ENTRIES PROVIDED section start

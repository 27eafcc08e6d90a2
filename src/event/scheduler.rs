//! # Timeout Scheduler
//!
//! One-shot timers that run independently of the dispatch path. The
//! [`WaitRegistry`](super::waiter::WaitRegistry) schedules exactly one timer per
//! registration that has a deadline; the timer callback then races dispatch to remove
//! that entry.
//!
//! [`TokioScheduler`] spawns one task per timer. Every task also listens to a broadcast
//! shutdown signal, so timers still pending at shutdown are abandoned without firing.

use std::{
    sync::atomic::{AtomicBool, Ordering},
    time::Duration,
};

use tokio::{runtime::Handle, sync::broadcast};
use tracing::{debug, trace};

use super::waiter::{WaitError, WaitResult};

pub type TimerCallback = Box<dyn FnOnce() + Send + 'static>;

/// Fires a callback once after a delay.
pub trait TimeoutScheduler: Send + Sync {
    fn schedule_once(&self, delay: Duration, callback: TimerCallback);

    /// Abandons every pending timer. Idempotent.
    fn shutdown(&self);
}

pub struct TokioScheduler {
    handle: Handle,
    shutdown_tx: broadcast::Sender<()>,
    closed: AtomicBool,
}

impl TokioScheduler {
    /// Creates a scheduler bound to the given runtime.
    pub fn new(handle: Handle) -> Self {
        let (shutdown_tx, _) = broadcast::channel(1);
        Self {
            handle,
            shutdown_tx,
            closed: AtomicBool::new(false),
        }
    }

    /// Creates a scheduler bound to the runtime of the calling task.
    ///
    /// # Errors
    ///
    /// Returns `WaitError::NoRuntime` when called outside of a tokio runtime.
    pub fn current() -> WaitResult<Self> {
        Handle::try_current()
            .map(Self::new)
            .map_err(|e| WaitError::NoRuntime(e.to_string()))
    }
}

impl TimeoutScheduler for TokioScheduler {
    fn schedule_once(&self, delay: Duration, callback: TimerCallback) {
        if self.closed.load(Ordering::SeqCst) {
            trace!("Scheduler closed, dropping timer");
            return;
        }
        let mut shutdown_rx = self.shutdown_tx.subscribe();
        self.handle.spawn(async move {
            tokio::select! {
                _ = tokio::time::sleep(delay) => callback(),
                _ = shutdown_rx.recv() => trace!("Timer abandoned on shutdown"),
            }
        });
    }

    fn shutdown(&self) {
        if !self.closed.swap(true, Ordering::SeqCst) {
            debug!("Shutting down timeout scheduler");
            // No receivers simply means no timers are pending.
            let _ = self.shutdown_tx.send(());
        }
    }
}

ENTRIES PROVIDED section end

DESCRIPTION OF THE TASK: Please copy, without any change, the lines of the material from the first through the one containing "Duration, callback: TimerCallback);". Write nothing else.

ANSWER TO THIS EXERCISE:
repository 27eafcc08e6d90a2
filename src/event/scheduler.rs
//! # Timeout Scheduler
//!
//! One-shot timers that run independently of the dispatch path. The
//! [`WaitRegistry`](super::waiter::WaitRegistry) schedules exactly one timer per
//! registration that has a deadline; the timer callback then races dispatch to remove
//! that entry.
//!
//! [`TokioScheduler`] spawns one task per timer. Every task also listens to a broadcast
//! shutdown signal, so timers still pending at shutdown are abandoned without firing.

use std::{
    sync::atomic::{AtomicBool, Ordering},
    time::Duration,
};

use tokio::{runtime::Handle, sync::broadcast};
use tracing::{debug, trace};

use super::waiter::{WaitError, WaitResult};

pub type TimerCallback = Box<dyn FnOnce() + Send + 'static>;

/// Fires a callback once after a delay.
pub trait TimeoutScheduler: Send + Sync {
    fn schedule_once(&self, delay: Duration, callback: TimerCallback);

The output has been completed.